1

I have a class containing a pandas.DataFrame and a method that returns subset of it's columns. I want to get a view, not a copy.

class Data:
    def __init__(self, path, selected_features):
        df = pandas.read_excel(path)
        self._features = df[selected_features].astype("float64") # df[selected_features] is only int64  and float64

    def features(self):
        return self._features.iloc[, 0:2] # for simplicity let's just return 2 columns

Using np.shares_memory()I've established that it returns a copy.

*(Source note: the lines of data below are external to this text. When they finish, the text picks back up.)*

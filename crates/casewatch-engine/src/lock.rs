//! Run-level advisory lock.
//!
//! Runs are serialized across processes with an exclusive `fs2` lock on a
//! file next to the store. The lock is held from before staging until the
//! change sink has been invoked, and released on drop.

#![allow(clippy::result_large_err)]

use casewatch_core::errors::{ExError, ExErrorKind, Result};
use fs2::FileExt;
use std::fs::{self, File, OpenOptions};
use std::path::{Path, PathBuf};
use std::thread;
use std::time::{Duration, Instant};

const RETRY_INTERVAL: Duration = Duration::from_millis(10);

/// RAII guard for the exclusive run lock
#[derive(Debug)]
pub struct RunLock {
    file: File,
    path: PathBuf,
}

impl RunLock {
    /// Lock file used for the store at `db_path`
    pub fn path_for(db_path: &Path) -> PathBuf {
        db_path.with_extension("lock")
    }

    /// Acquire the lock, retrying until `timeout` elapses
    ///
    /// # Errors
    ///
    /// - `Concurrency`: another run still held the lock after `timeout`
    /// - `Io`: the lock file could not be created or opened
    pub fn acquire(path: &Path, timeout: Duration) -> Result<Self> {
        let io_err = |e: std::io::Error| {
            ExError::new(ExErrorKind::Io)
                .with_op("acquire_run_lock")
                .with_entity_id(path.display().to_string())
                .with_message(e.to_string())
        };

        if let Some(parent) = path.parent() {
            if !parent.as_os_str().is_empty() {
                fs::create_dir_all(parent).map_err(io_err)?;
            }
        }

        let start = Instant::now();
        loop {
            let file = OpenOptions::new()
                .create(true)
                .read(true)
                .write(true)
                .truncate(false)
                .open(path)
                .map_err(io_err)?;

            if file.try_lock_exclusive().is_ok() {
                tracing::debug!(path = %path.display(), "Acquired run lock");
                return Ok(Self {
                    file,
                    path: path.to_path_buf(),
                });
            }

            if start.elapsed() >= timeout {
                return Err(ExError::new(ExErrorKind::Concurrency)
                    .with_op("acquire_run_lock")
                    .with_entity_id(path.display().to_string())
                    .with_message(format!(
                        "another run holds the lock (waited {:?})",
                        start.elapsed()
                    )));
            }

            thread::sleep(RETRY_INTERVAL);
        }
    }

    pub fn path(&self) -> &Path {
        &self.path
    }

    /// Release explicitly; dropping the guard does the same
    pub fn release(self) {}
}

impl Drop for RunLock {
    fn drop(&mut self) {
        let _ = FileExt::unlock(&self.file);
    }
}

#[cfg(test)]
mod tests {
    use super::*;
    use tempfile::TempDir;

    #[test]
    fn test_path_next_to_store() {
        assert_eq!(
            RunLock::path_for(Path::new("/data/.casewatch/store.db")),
            PathBuf::from("/data/.casewatch/store.lock")
        );
    }

    #[test]
    fn test_second_acquire_times_out() {
        let temp_dir = TempDir::new().unwrap();
        let path = temp_dir.path().join("store.lock");

        let held = RunLock::acquire(&path, Duration::from_millis(100)).unwrap();
        let err = RunLock::acquire(&path, Duration::from_millis(30)).unwrap_err();
        assert_eq!(err.kind(), ExErrorKind::Concurrency);

        held.release();
        assert!(RunLock::acquire(&path, Duration::from_millis(100)).is_ok());
    }
}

data = Data(path, selected_features)
print(np.shares_memory(data._features, data.features()))
# False
print(np.shares_memory(data._features, data._features.iloc[:,0:2]))
# False

I've tried using .loc and it yields the same result.

Why is it returning a copy and how can I make it return a view.

Note: I've seen the docs and thread 1, thread 2 and thread 3 - none helped me resolve the issue.

1 Answers1

1

There are some errors in your code:

  • data._features does not exist in your code, maybe data.labels?
  • labels.iloc[0:2] does not return 2 columns but 2 rows.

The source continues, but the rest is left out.